The first Covid-19 case was reported in India on 27 Jan 20, in Kerala. Infections dropped to 20,826 on 17 Jan 21, and began showing a decline of about 2% each day. Of the 11846,652 total cases in India (reported officially as on 26 March 21), 11264,637 (99%) had recovered, and 160,983 people died (1%).  At the end of one year since the onset of Covid-19 crisis, India takes pride in accomplishments in a few areas. First, at 11.9 per 100000 individuals, the death rate due to Covid-19 is the lowest among the 20 most affected countries. The corresponding rate in Czech Republic, the country with the highest rate in this group, is 235.8. India fares almost equally well in terms of deaths as a percent of total infections. With its value at 1.4%, it ranks 19th. among the 20 most affected countries. Only Turkey in this group is better than India with a case-fatality ratio of 1.0%.

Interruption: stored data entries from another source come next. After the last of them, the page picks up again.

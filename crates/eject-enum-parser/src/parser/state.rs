//! Parser state: token cursor, statement frames, scope stack and diagnostics.
//!
//! The whole file is tokenized up front, so lookahead is plain indexing.
//! Parsing is tolerant: on unexpected input the parser records a diagnostic
//! and keeps going, always consuming at least one token per loop iteration.

use std::sync::Arc;

use eject_enum_common::diagnostics::{diagnostic_codes, format_message, get_message_template};
use eject_enum_common::limits::MAX_NESTING_DEPTH;
use eject_enum_scanner::{LanguageVariant, ScannerState, SyntaxKind, Token};
use smallvec::SmallVec;

use super::base::NodeIndex;
use super::node::{DeclarationKind, DeclaredName, Holes, Node, ScopeData, ScopeKind, SourceFileData};
use super::node_arena::NodeArena;

pub const CONTEXT_FLAG_AMBIENT: u32 = 1 << 0;

#[derive(Clone, Debug, PartialEq, Eq)]
pub struct ParseDiagnostic {
    pub start: u32,
    pub length: u32,
    pub message: String,
    pub code: u32,
}

/// Holes and declared names collected while parsing one statement.
#[derive(Default)]
pub(crate) struct StatementFrame {
    pub(crate) holes: Holes,
    pub(crate) declarations: SmallVec<[DeclaredName; 1]>,
}

pub struct ParserState {
    pub(crate) file_name: String,
    pub(crate) source: Arc<str>,
    pub(crate) tokens: Vec<Token>,
    pub(crate) cursor: usize,
    pub(crate) arena: NodeArena,
    pub(crate) parse_diagnostics: Vec<ParseDiagnostic>,
    pub(crate) context_flags: u32,
    pub(crate) frames: Vec<StatementFrame>,
    pub(crate) scope_stack: Vec<NodeIndex>,
    pub(crate) recursion_depth: u32,
    pub(crate) nesting_exceeded: bool,
    pub(crate) enums: Vec<NodeIndex>,
    pub(crate) type_sites: Vec<NodeIndex>,
    pub(crate) language_variant: LanguageVariant,
    pub(crate) is_declaration_file: bool,
    scanner_diagnostics: Vec<ParseDiagnostic>,
}

impl ParserState {
    pub fn new(file_name: String, source_text: String) -> ParserState {
        let language_variant = LanguageVariant::from_file_name(&file_name);
        let mut scanner = ScannerState::new(source_text, language_variant);
        let tokens = scanner.scan_all();
        let scanner_diagnostics = scanner
            .get_scanner_diagnostics()
            .iter()
            .map(|diag| ParseDiagnostic {
                start: diag.pos as u32,
                length: diag.length as u32,
                message: diag.message.to_string(),
                code: diag.code,
            })
            .collect();
        let is_declaration_file = is_declaration_file_name(&file_name);
        let context_flags = if is_declaration_file {
            CONTEXT_FLAG_AMBIENT
        } else {
            0
        };

        ParserState {
            file_name,
            source: scanner.source_text_arc(),
            arena: NodeArena::with_capacity(tokens.len() / 8 + 16),
            tokens,
            cursor: 0,
            parse_diagnostics: Vec::new(),
            context_flags,
            frames: Vec::new(),
            scope_stack: Vec::new(),
            recursion_depth: 0,
            nesting_exceeded: false,
            enums: Vec::new(),
            type_sites: Vec::new(),
            language_variant,
            is_declaration_file,
            scanner_diagnostics,
        }
    }

    /// Parse the whole file and return the `SourceFile` node.
    pub fn parse_source_file(&mut self) -> NodeIndex {
        let end = self.source.len() as u32;
        let scope = self.arena.add(Node::Scope(ScopeData {
            kind: ScopeKind::SourceFile,
            pos: 0,
            end,
            parent: NodeIndex::NONE,
            statements: Vec::new(),
            is_ambient: self.in_ambient_context(),
        }));
        self.scope_stack.push(scope);
        let statements = self.parse_statement_list(ListTerminator::EndOfFile);
        self.scope_stack.pop();
        if let Some(data) = self.arena.get_scope_mut(scope) {
            data.statements = statements;
        }

        let mut scanned = std::mem::take(&mut self.scanner_diagnostics);
        self.parse_diagnostics.append(&mut scanned);
        self.parse_diagnostics.sort_by_key(|d| d.start);

        tracing::debug!(
            file = %self.file_name,
            enums = self.enums.len(),
            type_sites = self.type_sites.len(),
            diagnostics = self.parse_diagnostics.len(),
            "parsed source file"
        );

        self.arena.add(Node::SourceFile(SourceFileData {
            file_name: self.file_name.clone(),
            text: Arc::clone(&self.source),
            scope,
            language_variant: self.language_variant,
            is_declaration_file: self.is_declaration_file,
            enums: std::mem::take(&mut self.enums),
            type_sites: std::mem::take(&mut self.type_sites),
        }))
    }

    pub fn get_diagnostics(&self) -> &[ParseDiagnostic] {
        &self.parse_diagnostics
    }

    pub fn get_arena(&self) -> &NodeArena {
        &self.arena
    }

    pub fn into_arena(self) -> NodeArena {
        self.arena
    }

    pub fn get_file_name(&self) -> &str {
        &self.file_name
    }

    // =========================================================================
    // Token access
    // =========================================================================

    #[inline]
    pub(crate) fn token(&self) -> Token {
        self.tokens[self.cursor.min(self.tokens.len() - 1)]
    }

    #[inline]
    pub(crate) fn token_kind(&self) -> SyntaxKind {
        self.token().kind
    }

    #[inline]
    pub(crate) fn is_token(&self, kind: SyntaxKind) -> bool {
        self.token_kind() == kind
    }

    /// Kind of the token `offset` positions ahead of the current one.
    pub(crate) fn peek_kind(&self, offset: usize) -> SyntaxKind {
        self.tokens
            .get(self.cursor + offset)
            .map_or(SyntaxKind::EndOfFileToken, |t| t.kind)
    }

    pub(crate) fn peek_token(&self, offset: usize) -> Option<Token> {
        self.tokens.get(self.cursor + offset).copied()
    }

    /// Kind of the last consumed token.
    pub(crate) fn previous_kind(&self) -> Option<SyntaxKind> {
        self.cursor
            .checked_sub(1)
            .and_then(|i| self.tokens.get(i))
            .map(|t| t.kind)
    }

    pub(crate) fn next_token(&mut self) {
        if self.cursor + 1 < self.tokens.len() {
            self.cursor += 1;
        }
    }

    #[inline]
    pub(crate) fn token_pos(&self) -> u32 {
        self.token().pos
    }

    #[inline]
    pub(crate) fn token_start(&self) -> u32 {
        self.token().start
    }

    /// End of the last consumed token, or 0 at the start of the file.
    pub(crate) fn previous_token_end(&self) -> u32 {
        self.cursor
            .checked_sub(1)
            .and_then(|i| self.tokens.get(i))
            .map_or(0, |t| t.end)
    }

    pub(crate) fn token_text(&self) -> &str {
        let token = self.token();
        &self.source[token.start as usize..token.end as usize]
    }

    pub(crate) fn text_of(&self, token: Token) -> &str {
        &self.source[token.start as usize..token.end as usize]
    }

    pub(crate) fn has_preceding_line_break(&self) -> bool {
        self.token().has_preceding_line_break()
    }

    pub(crate) fn is_at_end(&self) -> bool {
        self.is_token(SyntaxKind::EndOfFileToken)
    }

    /// Consume `kind`, or report `'{text}' expected.` at the current token.
    pub(crate) fn parse_expected(&mut self, kind: SyntaxKind, text: &str) -> bool {
        if self.is_token(kind) {
            self.next_token();
            return true;
        }
        self.error_at_current_token(diagnostic_codes::EXPECTED, &[text]);
        false
    }

    /// Accept an explicit `;` or an automatically inserted one.
    pub(crate) fn parse_semicolon(&mut self) {
        if self.is_token(SyntaxKind::SemicolonToken) {
            self.next_token();
        }
    }

    pub(crate) fn can_parse_semicolon(&self) -> bool {
        matches!(
            self.token_kind(),
            SyntaxKind::SemicolonToken | SyntaxKind::CloseBraceToken | SyntaxKind::EndOfFileToken
        ) || self.has_preceding_line_break()
    }

    // =========================================================================
    // Diagnostics
    // =========================================================================

    pub(crate) fn error_at_current_token(&mut self, code: u32, args: &[&str]) {
        let token = self.token();
        self.error_at(token.start, token.end - token.start, code, args);
    }

    pub(crate) fn error_at(&mut self, start: u32, length: u32, code: u32, args: &[&str]) {
        // One diagnostic per position keeps cascading recovery quiet.
        if self
            .parse_diagnostics
            .last()
            .is_some_and(|last| last.start == start)
        {
            return;
        }
        let template = get_message_template(code).unwrap_or("Unexpected token.");
        self.parse_diagnostics.push(ParseDiagnostic {
            start,
            length,
            message: format_message(template, args),
            code,
        });
    }

    // =========================================================================
    // Nesting guard
    // =========================================================================

    /// Enter one level of nesting. When the limit is exceeded, reports once
    /// and skips to the end of the file so every caller unwinds.
    pub(crate) fn enter_nesting(&mut self) -> bool {
        if self.nesting_exceeded {
            return false;
        }
        if self.recursion_depth >= MAX_NESTING_DEPTH {
            self.nesting_exceeded = true;
            let limit = MAX_NESTING_DEPTH.to_string();
            self.error_at_current_token(diagnostic_codes::NESTING_TOO_DEEP, &[&limit]);
            self.cursor = self.tokens.len() - 1;
            return false;
        }
        self.recursion_depth += 1;
        true
    }

    pub(crate) fn leave_nesting(&mut self) {
        self.recursion_depth = self.recursion_depth.saturating_sub(1);
    }

    // =========================================================================
    // Frames and scopes
    // =========================================================================

    pub(crate) fn begin_frame(&mut self) {
        self.frames.push(StatementFrame::default());
    }

    pub(crate) fn end_frame(&mut self) -> StatementFrame {
        self.frames.pop().unwrap_or_default()
    }

    pub(crate) fn add_hole(&mut self, node: NodeIndex) {
        if let Some(frame) = self.frames.last_mut() {
            frame.holes.push(node);
        }
    }

    pub(crate) fn declare(&mut self, name: &str, kind: DeclarationKind) {
        if let Some(frame) = self.frames.last_mut() {
            frame.declarations.push(DeclaredName {
                name: name.to_string(),
                kind,
            });
        }
    }

    pub(crate) fn current_scope(&self) -> NodeIndex {
        self.scope_stack.last().copied().unwrap_or(NodeIndex::NONE)
    }

    pub(crate) fn in_ambient_context(&self) -> bool {
        self.context_flags & CONTEXT_FLAG_AMBIENT != 0
    }
}

/// Where a statement list stops.
#[derive(Clone, Copy, Debug, PartialEq, Eq)]
pub(crate) enum ListTerminator {
    EndOfFile,
    CloseBrace,
    CaseClause,
}

fn is_declaration_file_name(file_name: &str) -> bool {
    let lower = file_name.to_ascii_lowercase();
    [".d.ts", ".d.mts", ".d.cts"]
        .iter()
        .any(|suffix| lower.ends_with(suffix))
        || (lower.contains(".d.") && lower.ends_with(".ts"))
}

The Times of India on 07 April 21 quoted research by the Thought Arbitrage Research Institute. The study, started in the 1990s, of 200000 people in 21 States found that about one in 10 Indians suffer from a Non-Communicable Disease (NCD): hypertension and diabetes have become bigger killers than infectious diseases in India. In India, we read unconfirmed news items praising our personal immunity system built on the effects of the inoculation we received as an infant against diphtheria, small pox etc., the spices in our food and, finally, our resistance to the common cold. On 29 June 2020, News 18 reported that Dairy Day has launched its new range of ice-creams with two new flavor – haldi (turmeric) and Chyawanprash (an Ayurvedic health supplement) – for immunity. According to this report, the co-founder of Dairy Day said: This is the first time in the ice-cream industry that haldi is being used. The haldi ice-cream constitutes turmeric, pepper, honey, and the Chyawanprash flavor will have dates. Again, on 29 June 2020, an official from the Animal Resources Development Department of the Government of West Bengal released this to the Press Trust of India (PTI), about the launch of Aarogya Sandesh – cottage cheese from cow milk mixed with pure honey from the Sunderbans. This delicatessen will also have extracts of tulsi leaves, an anti-infection plant that is present inside almost every village home in India. No artificial flavors would be added to the sweetmeat which will be available in the department’s outlets in the city and neighboring areas, he said. The savory will boost the immune system as a whole but it is not a COVID-19 antidote, the official said.

None of them are scientifically proven to be 100% effective just yet, though. We could also see that the Indian economy had begun to bounce back.

Ouch! Not Over Yet

The resurgence of a mutated version of the virus from 20 March 21 has been a bonfire of vanities. Since the home front was fine, the Ministry of External Affairs gave away 60 Mn doses. Facts on the ground will not allow Government spins about the shortage of Oxygen cylinders, people dying in hospital parking lots, overburdened crematoria active 24 hours.

Unlike the first wave, there is desperation and panic. There has been no effort to forecast the path of this pandemic, no contingency planning, no effort to stockpile oxygen, drugs, vaccines.

On 20 March 21, the pharmacy of the world had vaccinated 44 Mn of its 1.4 Bn population, a paltry 3.3 doses per 100 persons compared to Brazil’s 6.4 and the EUs 13.1.

The Times of India reported a therapist’s tweet on 24 April 21 that she was seeing 40 patients per week, and that enquiries were rising with the second wave

We cannot solve our problems with the same thinking we used when we created them – Albert Einstein.